Dans une décision rendue le 5 février, le Conseil d’Etat a rejeté les requêtes de 19 associations, syndicats et fondations, d’une part, et du Conseil national des barreaux, d’autre part. Tous demandaient l’annulation du décret n° 2019-57 du 30 janvier 2019 relatif aux modalités d’évaluation des personnes se déclarant mineures et privées temporairement ou définitivement de la protection de leur famille et autorisant la création d’un traitement de données à caractère personnel relatif à ces personnes. Pour rappel, ce décret autorise d’abord les départements à solliciter les préfectures – donc l’Etat – pour obtenir des informations sur l’identité et le parcours d’un étranger se présentant comme mineur. En outre, il permet la création d’un fichier national comportant la liste des étrangers se déclarant mineurs et dont la minorité est en cours d’évaluation. L’objectif, pour le gouvernement, est de repérer plus facilement ceux qui présentent des demandes dans plusieurs départements.
Bien qu’elle rejette les requêtes en estimant que le décret ne méconnaît pas l’intérêt supérieur de l’enfant, la Haute Juridiction administrative apporte toutefois quatre précisions relatives à son interprétation.

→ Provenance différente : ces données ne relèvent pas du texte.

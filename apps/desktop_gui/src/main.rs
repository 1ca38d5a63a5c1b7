use std::path::PathBuf;

use anyhow::Context;
use chrono::Utc;
use clap::Parser;
use eframe::egui;
use storage::HospitalStore;
use tracing_subscriber::EnvFilter;

mod config;
mod controller;
mod ui;

use config::load_settings;
use ui::HospitalApp;

#[derive(Parser, Debug)]
#[command(about = "Front-desk view of the OPD queue, ward beds and inventory")]
struct Args {
    /// Settings file; defaults to ./hospital.toml or the user config dir.
    #[arg(long)]
    config: Option<PathBuf>,
    /// Start with empty lists instead of the sample hospital data.
    #[arg(long)]
    empty: bool,
    /// Tracing filter used when RUST_LOG is unset.
    #[arg(long, default_value = "info")]
    log_filter: String,
}

fn main() -> anyhow::Result<()> {
    let args = Args::parse();
    let filter =
        EnvFilter::try_from_default_env().unwrap_or_else(|_| EnvFilter::new(&args.log_filter));
    tracing_subscriber::fmt().with_env_filter(filter).init();

    let mut settings = load_settings(args.config.as_deref())?;
    if args.empty {
        settings.seed_sample_data = false;
    }

    let store = if settings.seed_sample_data {
        HospitalStore::with_sample_data(Utc::now())
    } else {
        HospitalStore::new()
    };
    tracing::info!(
        patients = store.queue_len(),
        wards = store.wards().len(),
        items = store.inventory().len(),
        "hospital store ready"
    );

    let title = settings.window_title.clone();
    let options = eframe::NativeOptions {
        viewport: egui::ViewportBuilder::default()
            .with_title(&title)
            .with_inner_size([1200.0, 700.0])
            .with_min_inner_size([820.0, 520.0]),
        ..Default::default()
    };
    eframe::run_native(
        &title,
        options,
        Box::new(move |_cc| Ok(Box::new(HospitalApp::new(settings, store)))),
    )
    .map_err(|err| anyhow::anyhow!("{err}"))
    .context("desktop window exited with an error")
}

D’abord, c’est bien le département qui évalue la minorité. Il ne suffit pas qu’un jeune apparaisse comme majeur dans l’une des bases de données consultées en préfecture pour qu’il soit évalué comme tel. Ensuite, l’Etat doit assurer, quoi qu’il arrive, la protection provisoire d’un étranger se déclarant mineur, quand bien même il ne se serait pas présenté en préfecture conformément à la nouvelle procédure. Enfin, le Conseil d’Etat précise qu’une mesure d’éloignement ne peut pas être prise contre l’étranger à la suite de son passage à la préfecture tant que l’évaluation n’est pas terminée. Des éléments qui tendent à penser que le décret était par nature suffisamment bien écrit et encadré. De surcroît, le Conseil d’Etat rappelle que le fichier des mineurs non accompagnés « ne comporte pas de finalité pénale ».
Mais, sans grande surprise, les associations requérantes n’ont toutefois pas manqué de dénoncer la décision du Conseil d’Etat dans un communiqué de presse commun diffusé le 6 février. Pour la Ligue des droits de l’Homme (LDH), le Syndicat des avocats de France ou encore Médecins du monde, le Conseil d’Etat fait ainsi primer la lutte contre l’immigration irrégulière sur les droits de l’enfant. Pour la LDH, les « pseudos-garanties » apportées par le Conseil d’Etat « ne suffiront pas ». Les organisations craignent que les enfants concernés se dissuadent de demander une protection et qu’ils restent exposés « à tous les dangers ».
Conseil d’Etat, 5 février 2020, nos 428478 et 428826.